▶ _What the task requires_: For the data below, give again exactly the lines from the one containing "filename src/lib.rs" through the one containing "features and experiments", both ends included, and no others.

'''

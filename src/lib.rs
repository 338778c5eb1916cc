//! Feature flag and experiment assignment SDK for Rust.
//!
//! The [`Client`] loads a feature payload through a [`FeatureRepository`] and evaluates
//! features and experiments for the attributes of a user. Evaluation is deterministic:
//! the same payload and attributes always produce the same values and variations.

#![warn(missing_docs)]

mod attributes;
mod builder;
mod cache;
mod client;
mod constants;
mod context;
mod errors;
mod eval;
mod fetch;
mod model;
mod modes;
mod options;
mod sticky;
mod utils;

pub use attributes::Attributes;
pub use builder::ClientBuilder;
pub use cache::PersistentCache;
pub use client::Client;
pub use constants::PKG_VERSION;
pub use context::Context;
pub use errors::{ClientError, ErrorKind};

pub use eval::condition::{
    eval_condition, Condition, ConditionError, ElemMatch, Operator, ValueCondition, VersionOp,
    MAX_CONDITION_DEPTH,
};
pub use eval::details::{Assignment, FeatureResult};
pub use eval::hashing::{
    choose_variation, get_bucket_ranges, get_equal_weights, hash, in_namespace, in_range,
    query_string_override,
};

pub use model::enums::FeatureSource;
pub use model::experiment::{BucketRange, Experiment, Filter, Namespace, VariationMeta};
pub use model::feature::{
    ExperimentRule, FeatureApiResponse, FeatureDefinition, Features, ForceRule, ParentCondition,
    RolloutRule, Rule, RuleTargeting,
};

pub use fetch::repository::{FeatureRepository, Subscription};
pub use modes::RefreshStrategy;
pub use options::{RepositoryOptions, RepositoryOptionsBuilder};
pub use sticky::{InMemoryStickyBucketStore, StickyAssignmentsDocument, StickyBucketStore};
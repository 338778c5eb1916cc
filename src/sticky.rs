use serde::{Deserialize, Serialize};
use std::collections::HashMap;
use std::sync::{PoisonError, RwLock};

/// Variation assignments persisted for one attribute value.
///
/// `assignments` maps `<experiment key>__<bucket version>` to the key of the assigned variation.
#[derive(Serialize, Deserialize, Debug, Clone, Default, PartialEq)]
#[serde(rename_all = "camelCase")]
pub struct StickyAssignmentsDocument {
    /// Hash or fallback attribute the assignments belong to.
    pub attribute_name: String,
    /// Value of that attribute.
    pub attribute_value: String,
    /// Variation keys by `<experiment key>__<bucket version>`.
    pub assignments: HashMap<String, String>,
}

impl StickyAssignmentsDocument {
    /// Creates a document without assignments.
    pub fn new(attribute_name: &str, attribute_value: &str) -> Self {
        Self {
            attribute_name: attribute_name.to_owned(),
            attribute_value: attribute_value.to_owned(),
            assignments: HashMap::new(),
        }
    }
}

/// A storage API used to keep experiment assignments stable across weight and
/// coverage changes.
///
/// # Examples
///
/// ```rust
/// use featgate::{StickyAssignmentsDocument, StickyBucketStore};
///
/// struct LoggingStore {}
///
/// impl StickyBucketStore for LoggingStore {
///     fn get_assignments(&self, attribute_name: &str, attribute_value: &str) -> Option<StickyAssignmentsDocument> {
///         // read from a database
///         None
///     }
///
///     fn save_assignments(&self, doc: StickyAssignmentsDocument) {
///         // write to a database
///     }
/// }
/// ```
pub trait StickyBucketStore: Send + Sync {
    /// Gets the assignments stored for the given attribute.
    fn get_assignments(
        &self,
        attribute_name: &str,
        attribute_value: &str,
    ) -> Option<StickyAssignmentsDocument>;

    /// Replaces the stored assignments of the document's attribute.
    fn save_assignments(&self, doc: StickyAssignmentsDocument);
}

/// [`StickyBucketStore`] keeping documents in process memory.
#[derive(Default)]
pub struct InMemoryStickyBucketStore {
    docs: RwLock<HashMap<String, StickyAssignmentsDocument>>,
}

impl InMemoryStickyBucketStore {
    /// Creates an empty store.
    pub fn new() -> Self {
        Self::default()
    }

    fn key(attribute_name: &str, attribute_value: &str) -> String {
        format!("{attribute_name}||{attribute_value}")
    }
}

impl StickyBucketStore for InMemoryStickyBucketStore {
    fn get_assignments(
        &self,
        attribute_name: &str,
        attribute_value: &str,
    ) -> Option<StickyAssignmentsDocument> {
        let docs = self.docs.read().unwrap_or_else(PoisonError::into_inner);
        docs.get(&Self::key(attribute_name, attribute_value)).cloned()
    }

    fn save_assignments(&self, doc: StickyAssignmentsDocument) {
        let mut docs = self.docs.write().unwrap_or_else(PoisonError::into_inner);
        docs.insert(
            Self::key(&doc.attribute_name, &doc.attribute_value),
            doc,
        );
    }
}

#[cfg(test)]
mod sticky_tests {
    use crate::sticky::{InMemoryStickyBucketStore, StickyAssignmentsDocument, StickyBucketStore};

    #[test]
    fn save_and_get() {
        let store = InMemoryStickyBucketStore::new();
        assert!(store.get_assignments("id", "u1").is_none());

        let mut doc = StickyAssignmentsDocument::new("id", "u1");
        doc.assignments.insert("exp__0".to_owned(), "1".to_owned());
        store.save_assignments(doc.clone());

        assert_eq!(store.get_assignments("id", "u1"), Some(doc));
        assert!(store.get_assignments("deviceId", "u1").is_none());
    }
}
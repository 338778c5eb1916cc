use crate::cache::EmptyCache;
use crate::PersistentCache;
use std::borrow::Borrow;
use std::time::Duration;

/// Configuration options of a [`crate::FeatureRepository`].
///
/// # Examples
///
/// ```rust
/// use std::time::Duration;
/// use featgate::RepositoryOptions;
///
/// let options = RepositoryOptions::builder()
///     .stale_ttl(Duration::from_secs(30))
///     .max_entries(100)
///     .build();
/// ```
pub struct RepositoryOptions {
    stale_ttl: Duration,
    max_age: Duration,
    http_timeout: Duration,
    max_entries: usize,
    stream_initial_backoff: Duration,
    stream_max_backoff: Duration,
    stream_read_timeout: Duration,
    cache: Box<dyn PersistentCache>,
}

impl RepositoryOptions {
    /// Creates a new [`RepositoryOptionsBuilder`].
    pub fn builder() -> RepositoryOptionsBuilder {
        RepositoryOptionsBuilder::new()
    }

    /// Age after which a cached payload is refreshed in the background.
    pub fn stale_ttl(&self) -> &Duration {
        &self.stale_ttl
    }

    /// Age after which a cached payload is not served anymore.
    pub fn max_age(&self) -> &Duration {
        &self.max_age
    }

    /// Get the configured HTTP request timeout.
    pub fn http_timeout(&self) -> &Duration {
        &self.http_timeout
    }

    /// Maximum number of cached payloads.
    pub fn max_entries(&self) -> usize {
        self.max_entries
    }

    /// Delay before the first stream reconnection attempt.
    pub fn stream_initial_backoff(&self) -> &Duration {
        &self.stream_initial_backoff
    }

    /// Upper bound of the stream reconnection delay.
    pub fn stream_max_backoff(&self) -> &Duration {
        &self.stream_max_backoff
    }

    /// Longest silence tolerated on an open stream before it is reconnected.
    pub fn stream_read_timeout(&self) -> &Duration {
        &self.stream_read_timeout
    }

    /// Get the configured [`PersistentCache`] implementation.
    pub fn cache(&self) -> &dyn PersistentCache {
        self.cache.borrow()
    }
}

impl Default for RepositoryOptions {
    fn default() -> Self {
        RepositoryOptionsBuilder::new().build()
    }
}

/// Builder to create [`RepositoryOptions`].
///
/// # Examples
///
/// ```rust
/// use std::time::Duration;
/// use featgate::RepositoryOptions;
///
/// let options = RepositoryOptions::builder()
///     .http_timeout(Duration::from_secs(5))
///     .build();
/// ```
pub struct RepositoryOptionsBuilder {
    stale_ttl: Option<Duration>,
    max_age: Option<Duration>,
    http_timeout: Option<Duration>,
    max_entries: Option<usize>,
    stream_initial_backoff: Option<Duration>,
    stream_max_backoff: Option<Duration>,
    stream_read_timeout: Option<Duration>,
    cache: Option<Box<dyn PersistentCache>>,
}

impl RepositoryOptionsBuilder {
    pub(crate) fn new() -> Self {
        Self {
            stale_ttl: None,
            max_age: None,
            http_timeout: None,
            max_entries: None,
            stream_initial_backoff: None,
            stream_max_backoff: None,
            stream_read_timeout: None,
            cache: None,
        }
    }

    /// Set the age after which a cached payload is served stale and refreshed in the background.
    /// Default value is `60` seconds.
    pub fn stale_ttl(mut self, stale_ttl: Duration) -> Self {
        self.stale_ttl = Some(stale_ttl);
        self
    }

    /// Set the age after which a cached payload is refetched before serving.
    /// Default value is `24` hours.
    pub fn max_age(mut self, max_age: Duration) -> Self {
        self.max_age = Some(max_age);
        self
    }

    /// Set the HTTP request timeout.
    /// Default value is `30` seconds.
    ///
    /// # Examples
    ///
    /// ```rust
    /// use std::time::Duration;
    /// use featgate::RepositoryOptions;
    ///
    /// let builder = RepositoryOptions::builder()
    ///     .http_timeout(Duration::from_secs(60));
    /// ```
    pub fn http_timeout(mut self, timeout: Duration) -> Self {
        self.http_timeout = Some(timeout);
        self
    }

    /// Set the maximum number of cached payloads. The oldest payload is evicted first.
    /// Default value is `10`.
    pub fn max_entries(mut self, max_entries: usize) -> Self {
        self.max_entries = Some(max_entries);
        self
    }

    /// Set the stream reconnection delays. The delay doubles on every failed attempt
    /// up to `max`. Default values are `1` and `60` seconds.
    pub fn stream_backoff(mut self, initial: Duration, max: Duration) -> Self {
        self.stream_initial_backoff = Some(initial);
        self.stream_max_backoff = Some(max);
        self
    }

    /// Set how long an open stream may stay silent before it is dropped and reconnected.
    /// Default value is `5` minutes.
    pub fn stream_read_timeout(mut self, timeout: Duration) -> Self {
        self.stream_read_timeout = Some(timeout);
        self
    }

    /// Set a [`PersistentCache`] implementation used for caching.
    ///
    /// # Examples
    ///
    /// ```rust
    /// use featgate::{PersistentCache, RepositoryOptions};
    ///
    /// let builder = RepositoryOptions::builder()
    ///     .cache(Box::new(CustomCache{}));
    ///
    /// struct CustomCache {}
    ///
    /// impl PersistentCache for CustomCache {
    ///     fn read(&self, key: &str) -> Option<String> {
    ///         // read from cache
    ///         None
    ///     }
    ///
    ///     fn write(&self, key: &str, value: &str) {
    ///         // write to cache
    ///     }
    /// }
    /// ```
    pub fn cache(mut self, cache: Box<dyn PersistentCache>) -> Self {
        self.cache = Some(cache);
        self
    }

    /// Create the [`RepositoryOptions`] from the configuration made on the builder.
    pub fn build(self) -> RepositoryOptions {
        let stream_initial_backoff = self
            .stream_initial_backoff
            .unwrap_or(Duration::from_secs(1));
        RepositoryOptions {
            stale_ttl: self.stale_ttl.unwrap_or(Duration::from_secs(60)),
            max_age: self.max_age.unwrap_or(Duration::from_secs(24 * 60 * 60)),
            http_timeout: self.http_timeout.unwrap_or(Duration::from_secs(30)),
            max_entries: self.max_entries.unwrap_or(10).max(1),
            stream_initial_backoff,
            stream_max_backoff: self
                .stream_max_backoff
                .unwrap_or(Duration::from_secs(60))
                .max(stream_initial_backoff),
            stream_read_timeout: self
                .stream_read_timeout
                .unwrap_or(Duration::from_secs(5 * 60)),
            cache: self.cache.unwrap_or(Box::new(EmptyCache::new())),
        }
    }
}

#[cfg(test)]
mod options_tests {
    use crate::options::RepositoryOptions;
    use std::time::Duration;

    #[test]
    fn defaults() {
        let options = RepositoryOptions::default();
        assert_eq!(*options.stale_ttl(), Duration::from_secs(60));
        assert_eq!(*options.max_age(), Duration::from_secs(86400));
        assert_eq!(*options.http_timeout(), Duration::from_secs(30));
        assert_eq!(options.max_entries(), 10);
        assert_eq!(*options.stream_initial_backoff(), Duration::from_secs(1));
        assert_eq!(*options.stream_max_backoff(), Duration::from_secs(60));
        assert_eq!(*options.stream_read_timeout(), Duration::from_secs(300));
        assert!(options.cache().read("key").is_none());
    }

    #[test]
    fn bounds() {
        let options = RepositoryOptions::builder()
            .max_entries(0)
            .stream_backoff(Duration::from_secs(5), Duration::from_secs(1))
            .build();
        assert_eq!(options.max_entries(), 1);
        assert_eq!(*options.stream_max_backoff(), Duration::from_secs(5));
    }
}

'''
'''

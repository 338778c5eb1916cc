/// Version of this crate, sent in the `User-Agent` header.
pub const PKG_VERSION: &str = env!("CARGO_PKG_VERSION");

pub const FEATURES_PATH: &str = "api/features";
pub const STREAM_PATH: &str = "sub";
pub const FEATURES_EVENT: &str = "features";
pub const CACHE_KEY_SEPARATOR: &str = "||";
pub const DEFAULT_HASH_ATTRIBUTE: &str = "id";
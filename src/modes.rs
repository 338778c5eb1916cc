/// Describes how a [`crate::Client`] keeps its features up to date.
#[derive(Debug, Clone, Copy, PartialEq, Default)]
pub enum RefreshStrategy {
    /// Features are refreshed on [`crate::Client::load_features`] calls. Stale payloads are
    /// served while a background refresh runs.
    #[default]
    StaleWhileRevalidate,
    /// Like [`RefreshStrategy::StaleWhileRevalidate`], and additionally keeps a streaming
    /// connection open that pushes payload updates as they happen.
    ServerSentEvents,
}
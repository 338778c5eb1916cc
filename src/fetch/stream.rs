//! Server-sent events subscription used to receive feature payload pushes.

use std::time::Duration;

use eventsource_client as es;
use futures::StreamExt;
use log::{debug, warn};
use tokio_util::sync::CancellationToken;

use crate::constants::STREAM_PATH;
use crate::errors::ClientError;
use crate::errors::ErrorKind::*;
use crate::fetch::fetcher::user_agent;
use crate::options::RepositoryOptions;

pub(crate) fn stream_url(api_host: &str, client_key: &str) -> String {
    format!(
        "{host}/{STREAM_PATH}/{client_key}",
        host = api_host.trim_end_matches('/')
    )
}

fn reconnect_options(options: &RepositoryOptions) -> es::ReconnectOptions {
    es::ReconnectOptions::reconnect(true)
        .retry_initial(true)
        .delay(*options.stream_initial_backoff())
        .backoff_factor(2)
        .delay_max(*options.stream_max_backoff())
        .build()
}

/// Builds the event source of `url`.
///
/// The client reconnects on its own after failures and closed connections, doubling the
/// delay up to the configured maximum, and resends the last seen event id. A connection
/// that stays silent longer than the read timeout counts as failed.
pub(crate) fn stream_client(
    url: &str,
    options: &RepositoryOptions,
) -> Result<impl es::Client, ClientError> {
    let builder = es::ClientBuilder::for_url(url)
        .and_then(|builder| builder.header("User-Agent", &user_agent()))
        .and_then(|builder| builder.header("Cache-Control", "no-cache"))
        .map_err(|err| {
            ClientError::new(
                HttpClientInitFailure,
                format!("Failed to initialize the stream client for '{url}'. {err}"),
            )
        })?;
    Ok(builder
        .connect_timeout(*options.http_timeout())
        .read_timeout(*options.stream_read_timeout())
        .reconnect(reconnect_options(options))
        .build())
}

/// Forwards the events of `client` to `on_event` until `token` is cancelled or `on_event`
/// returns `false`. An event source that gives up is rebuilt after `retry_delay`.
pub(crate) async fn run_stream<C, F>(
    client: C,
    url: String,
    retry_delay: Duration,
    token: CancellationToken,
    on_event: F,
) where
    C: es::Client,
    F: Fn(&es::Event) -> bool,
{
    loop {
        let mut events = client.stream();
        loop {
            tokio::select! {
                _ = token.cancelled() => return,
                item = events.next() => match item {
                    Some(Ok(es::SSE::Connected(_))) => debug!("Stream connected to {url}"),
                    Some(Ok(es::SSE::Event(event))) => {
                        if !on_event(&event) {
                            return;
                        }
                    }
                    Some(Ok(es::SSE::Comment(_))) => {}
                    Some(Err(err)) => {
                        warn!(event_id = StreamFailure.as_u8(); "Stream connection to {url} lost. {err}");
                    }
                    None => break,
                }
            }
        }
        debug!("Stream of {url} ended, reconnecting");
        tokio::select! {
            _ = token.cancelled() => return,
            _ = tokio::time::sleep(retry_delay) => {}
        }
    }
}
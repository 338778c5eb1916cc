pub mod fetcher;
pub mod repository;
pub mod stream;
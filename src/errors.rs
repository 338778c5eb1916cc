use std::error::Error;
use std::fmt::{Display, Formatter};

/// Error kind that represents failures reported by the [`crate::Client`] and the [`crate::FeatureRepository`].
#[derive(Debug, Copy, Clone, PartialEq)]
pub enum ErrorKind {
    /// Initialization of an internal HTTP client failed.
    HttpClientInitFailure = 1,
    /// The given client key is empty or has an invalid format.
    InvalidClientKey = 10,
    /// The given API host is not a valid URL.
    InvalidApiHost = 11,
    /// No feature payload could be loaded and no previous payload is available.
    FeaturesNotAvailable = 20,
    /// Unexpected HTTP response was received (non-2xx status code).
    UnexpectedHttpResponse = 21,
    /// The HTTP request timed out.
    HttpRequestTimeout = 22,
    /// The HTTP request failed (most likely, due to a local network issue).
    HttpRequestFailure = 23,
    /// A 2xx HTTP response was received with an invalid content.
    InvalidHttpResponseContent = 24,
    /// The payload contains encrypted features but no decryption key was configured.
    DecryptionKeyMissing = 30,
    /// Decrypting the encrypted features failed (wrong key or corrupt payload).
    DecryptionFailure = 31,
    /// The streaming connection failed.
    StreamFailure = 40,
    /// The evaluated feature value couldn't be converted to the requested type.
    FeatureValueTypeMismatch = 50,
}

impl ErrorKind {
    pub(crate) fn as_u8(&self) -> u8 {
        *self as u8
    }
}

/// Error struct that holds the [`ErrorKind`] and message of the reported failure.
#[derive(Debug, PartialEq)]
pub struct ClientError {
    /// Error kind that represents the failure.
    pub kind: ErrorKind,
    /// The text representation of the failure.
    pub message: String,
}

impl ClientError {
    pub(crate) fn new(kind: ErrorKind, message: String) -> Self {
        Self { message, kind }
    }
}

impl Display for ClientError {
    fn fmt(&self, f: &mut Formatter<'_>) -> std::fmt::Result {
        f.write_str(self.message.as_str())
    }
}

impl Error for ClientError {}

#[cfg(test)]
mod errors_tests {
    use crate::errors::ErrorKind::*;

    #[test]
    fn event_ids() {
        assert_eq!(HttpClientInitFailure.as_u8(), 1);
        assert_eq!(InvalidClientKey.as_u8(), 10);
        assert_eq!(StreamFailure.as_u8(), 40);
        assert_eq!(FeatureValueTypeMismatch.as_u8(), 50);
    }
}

'''

▶ _Exercise answer_:
filename src/lib.rs
repository 338778c5eb1916cc
//! Feature flag and experiment assignment SDK for Rust.
//!
//! The [`Client`] loads a feature payload through a [`FeatureRepository`] and evaluates
//! features and experiments for the attributes of a user. Evaluation is deterministic:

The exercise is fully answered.